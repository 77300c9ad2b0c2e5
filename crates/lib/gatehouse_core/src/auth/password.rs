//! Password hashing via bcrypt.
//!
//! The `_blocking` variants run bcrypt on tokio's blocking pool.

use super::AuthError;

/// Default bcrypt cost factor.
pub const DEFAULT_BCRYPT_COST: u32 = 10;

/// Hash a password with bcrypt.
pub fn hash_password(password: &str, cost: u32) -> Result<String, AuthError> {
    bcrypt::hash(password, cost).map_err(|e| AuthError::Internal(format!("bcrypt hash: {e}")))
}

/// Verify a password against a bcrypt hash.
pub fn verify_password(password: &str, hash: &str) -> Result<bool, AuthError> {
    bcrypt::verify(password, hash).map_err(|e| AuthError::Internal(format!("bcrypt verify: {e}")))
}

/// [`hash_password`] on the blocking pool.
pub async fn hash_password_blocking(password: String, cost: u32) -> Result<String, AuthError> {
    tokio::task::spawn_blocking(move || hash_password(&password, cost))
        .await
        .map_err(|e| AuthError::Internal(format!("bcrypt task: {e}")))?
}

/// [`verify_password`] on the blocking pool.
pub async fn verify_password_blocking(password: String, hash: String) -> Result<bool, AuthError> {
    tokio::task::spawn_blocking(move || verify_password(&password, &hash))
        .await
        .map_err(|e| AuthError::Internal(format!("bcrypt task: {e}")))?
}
^^^^
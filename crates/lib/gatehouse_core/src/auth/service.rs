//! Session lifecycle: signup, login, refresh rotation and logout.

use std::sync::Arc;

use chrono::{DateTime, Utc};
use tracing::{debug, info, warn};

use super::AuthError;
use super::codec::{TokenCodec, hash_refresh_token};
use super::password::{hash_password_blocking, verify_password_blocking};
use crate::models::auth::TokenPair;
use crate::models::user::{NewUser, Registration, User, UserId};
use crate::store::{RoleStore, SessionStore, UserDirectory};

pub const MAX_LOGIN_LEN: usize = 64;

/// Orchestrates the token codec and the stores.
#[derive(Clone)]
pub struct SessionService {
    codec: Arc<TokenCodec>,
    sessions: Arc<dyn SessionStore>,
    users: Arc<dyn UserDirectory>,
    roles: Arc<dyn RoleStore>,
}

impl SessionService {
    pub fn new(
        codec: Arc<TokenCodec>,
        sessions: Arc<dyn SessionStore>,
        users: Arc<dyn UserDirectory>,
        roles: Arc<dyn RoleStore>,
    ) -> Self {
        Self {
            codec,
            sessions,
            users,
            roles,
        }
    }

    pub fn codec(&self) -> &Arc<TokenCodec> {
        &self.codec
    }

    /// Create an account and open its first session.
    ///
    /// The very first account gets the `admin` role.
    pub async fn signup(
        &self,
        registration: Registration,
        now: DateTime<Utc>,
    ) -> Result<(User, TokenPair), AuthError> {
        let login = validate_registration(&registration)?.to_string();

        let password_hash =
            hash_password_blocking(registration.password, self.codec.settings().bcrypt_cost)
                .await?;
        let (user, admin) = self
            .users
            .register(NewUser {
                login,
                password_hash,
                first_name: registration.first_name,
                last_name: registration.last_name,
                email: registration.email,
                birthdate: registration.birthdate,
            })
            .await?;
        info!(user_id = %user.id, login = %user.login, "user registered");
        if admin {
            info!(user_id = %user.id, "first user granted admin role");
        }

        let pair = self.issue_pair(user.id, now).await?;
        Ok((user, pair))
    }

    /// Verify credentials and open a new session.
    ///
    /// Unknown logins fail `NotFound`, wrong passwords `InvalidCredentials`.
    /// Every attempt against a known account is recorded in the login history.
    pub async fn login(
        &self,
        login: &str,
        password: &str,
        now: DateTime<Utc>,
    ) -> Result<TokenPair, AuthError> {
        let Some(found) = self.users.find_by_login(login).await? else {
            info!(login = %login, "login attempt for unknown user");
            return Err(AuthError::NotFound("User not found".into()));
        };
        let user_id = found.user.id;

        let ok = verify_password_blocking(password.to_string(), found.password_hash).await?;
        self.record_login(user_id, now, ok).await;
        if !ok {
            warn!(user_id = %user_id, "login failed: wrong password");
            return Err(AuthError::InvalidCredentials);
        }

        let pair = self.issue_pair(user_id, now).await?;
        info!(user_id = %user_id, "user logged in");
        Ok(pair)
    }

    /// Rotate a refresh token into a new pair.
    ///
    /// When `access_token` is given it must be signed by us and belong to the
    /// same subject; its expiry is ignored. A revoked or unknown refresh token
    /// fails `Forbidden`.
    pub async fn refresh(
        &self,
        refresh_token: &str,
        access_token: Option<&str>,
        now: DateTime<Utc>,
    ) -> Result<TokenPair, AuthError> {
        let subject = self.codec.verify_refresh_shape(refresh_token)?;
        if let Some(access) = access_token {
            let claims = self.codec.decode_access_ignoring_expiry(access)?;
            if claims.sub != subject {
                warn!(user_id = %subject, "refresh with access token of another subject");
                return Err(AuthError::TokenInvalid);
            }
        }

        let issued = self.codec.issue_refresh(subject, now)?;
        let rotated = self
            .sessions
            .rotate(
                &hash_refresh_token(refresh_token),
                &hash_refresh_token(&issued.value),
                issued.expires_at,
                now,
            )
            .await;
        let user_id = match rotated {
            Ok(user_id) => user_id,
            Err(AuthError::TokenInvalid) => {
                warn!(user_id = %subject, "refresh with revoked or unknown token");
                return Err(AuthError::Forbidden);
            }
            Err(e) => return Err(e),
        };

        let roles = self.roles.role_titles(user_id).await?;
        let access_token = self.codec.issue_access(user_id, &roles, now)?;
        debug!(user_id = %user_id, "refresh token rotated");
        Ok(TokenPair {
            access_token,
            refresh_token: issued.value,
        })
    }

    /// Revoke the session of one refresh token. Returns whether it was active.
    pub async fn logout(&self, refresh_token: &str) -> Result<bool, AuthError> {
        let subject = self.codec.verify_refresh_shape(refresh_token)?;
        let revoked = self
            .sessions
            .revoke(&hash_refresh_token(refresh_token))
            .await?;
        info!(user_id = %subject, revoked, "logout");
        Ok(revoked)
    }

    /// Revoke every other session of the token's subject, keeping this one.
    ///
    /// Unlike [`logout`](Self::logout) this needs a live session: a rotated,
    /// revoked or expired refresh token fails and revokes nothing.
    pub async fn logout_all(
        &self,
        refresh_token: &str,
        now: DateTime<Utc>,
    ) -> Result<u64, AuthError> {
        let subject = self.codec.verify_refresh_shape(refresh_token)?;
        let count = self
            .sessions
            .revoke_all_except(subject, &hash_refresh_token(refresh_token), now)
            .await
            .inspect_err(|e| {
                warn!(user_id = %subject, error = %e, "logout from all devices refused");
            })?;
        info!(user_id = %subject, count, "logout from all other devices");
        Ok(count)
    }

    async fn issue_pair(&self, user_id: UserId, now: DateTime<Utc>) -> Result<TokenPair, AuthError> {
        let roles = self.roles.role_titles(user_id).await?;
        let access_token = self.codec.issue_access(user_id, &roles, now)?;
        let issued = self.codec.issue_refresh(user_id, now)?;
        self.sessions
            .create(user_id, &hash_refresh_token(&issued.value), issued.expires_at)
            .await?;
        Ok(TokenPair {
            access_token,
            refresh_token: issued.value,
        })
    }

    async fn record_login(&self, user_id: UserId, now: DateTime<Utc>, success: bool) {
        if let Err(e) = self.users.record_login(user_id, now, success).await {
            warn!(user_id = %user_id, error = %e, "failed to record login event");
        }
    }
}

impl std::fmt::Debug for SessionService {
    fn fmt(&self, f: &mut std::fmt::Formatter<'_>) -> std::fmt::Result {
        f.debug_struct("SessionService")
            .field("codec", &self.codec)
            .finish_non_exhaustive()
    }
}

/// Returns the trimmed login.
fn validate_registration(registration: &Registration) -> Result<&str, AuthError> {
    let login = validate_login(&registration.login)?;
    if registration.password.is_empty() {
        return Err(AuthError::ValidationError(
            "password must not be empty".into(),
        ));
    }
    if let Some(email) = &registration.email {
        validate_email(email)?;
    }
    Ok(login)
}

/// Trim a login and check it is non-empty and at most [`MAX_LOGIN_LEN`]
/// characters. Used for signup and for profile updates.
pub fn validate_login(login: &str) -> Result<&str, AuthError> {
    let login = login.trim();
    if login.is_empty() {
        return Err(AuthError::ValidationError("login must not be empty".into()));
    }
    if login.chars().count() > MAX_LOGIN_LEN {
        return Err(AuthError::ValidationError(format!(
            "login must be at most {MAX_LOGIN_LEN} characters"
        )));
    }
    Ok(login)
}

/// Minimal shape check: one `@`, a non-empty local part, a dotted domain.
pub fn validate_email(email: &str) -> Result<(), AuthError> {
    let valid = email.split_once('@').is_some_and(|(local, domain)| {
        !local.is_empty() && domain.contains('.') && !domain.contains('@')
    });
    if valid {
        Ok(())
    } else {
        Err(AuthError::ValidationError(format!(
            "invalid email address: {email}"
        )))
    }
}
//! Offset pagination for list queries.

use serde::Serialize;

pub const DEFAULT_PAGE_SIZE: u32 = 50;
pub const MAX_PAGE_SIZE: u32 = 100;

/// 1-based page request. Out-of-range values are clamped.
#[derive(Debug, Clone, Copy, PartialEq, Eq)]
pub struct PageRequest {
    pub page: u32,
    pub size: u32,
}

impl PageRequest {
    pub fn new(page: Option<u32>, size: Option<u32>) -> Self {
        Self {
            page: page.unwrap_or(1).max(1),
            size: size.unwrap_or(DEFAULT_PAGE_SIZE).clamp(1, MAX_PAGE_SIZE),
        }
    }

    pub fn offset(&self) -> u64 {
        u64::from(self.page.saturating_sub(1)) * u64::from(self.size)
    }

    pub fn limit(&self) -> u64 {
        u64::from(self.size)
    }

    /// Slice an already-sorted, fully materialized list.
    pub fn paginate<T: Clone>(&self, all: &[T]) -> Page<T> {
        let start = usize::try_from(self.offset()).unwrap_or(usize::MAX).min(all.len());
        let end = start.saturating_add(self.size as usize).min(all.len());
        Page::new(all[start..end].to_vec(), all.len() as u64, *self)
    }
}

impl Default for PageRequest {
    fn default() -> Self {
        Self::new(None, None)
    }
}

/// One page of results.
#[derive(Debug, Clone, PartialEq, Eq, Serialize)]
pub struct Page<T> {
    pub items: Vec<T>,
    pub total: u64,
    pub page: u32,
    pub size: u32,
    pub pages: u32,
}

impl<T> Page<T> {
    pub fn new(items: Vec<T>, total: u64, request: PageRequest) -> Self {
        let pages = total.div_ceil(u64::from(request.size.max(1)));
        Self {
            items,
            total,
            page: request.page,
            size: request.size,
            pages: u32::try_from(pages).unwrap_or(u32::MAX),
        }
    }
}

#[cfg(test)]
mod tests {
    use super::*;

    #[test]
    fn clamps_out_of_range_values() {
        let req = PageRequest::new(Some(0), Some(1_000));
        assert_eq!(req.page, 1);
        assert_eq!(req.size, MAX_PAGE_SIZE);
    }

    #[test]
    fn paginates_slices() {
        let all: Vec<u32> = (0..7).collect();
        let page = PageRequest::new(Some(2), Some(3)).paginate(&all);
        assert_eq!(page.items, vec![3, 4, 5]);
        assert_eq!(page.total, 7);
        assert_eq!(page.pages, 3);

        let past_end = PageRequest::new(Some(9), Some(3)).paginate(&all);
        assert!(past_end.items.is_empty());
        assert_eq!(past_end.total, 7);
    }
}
^^^^
▸ ACTIVITY
If a line in the entries holds the word "NewUser", count it. Report the total only.

▸ RESPONSE
2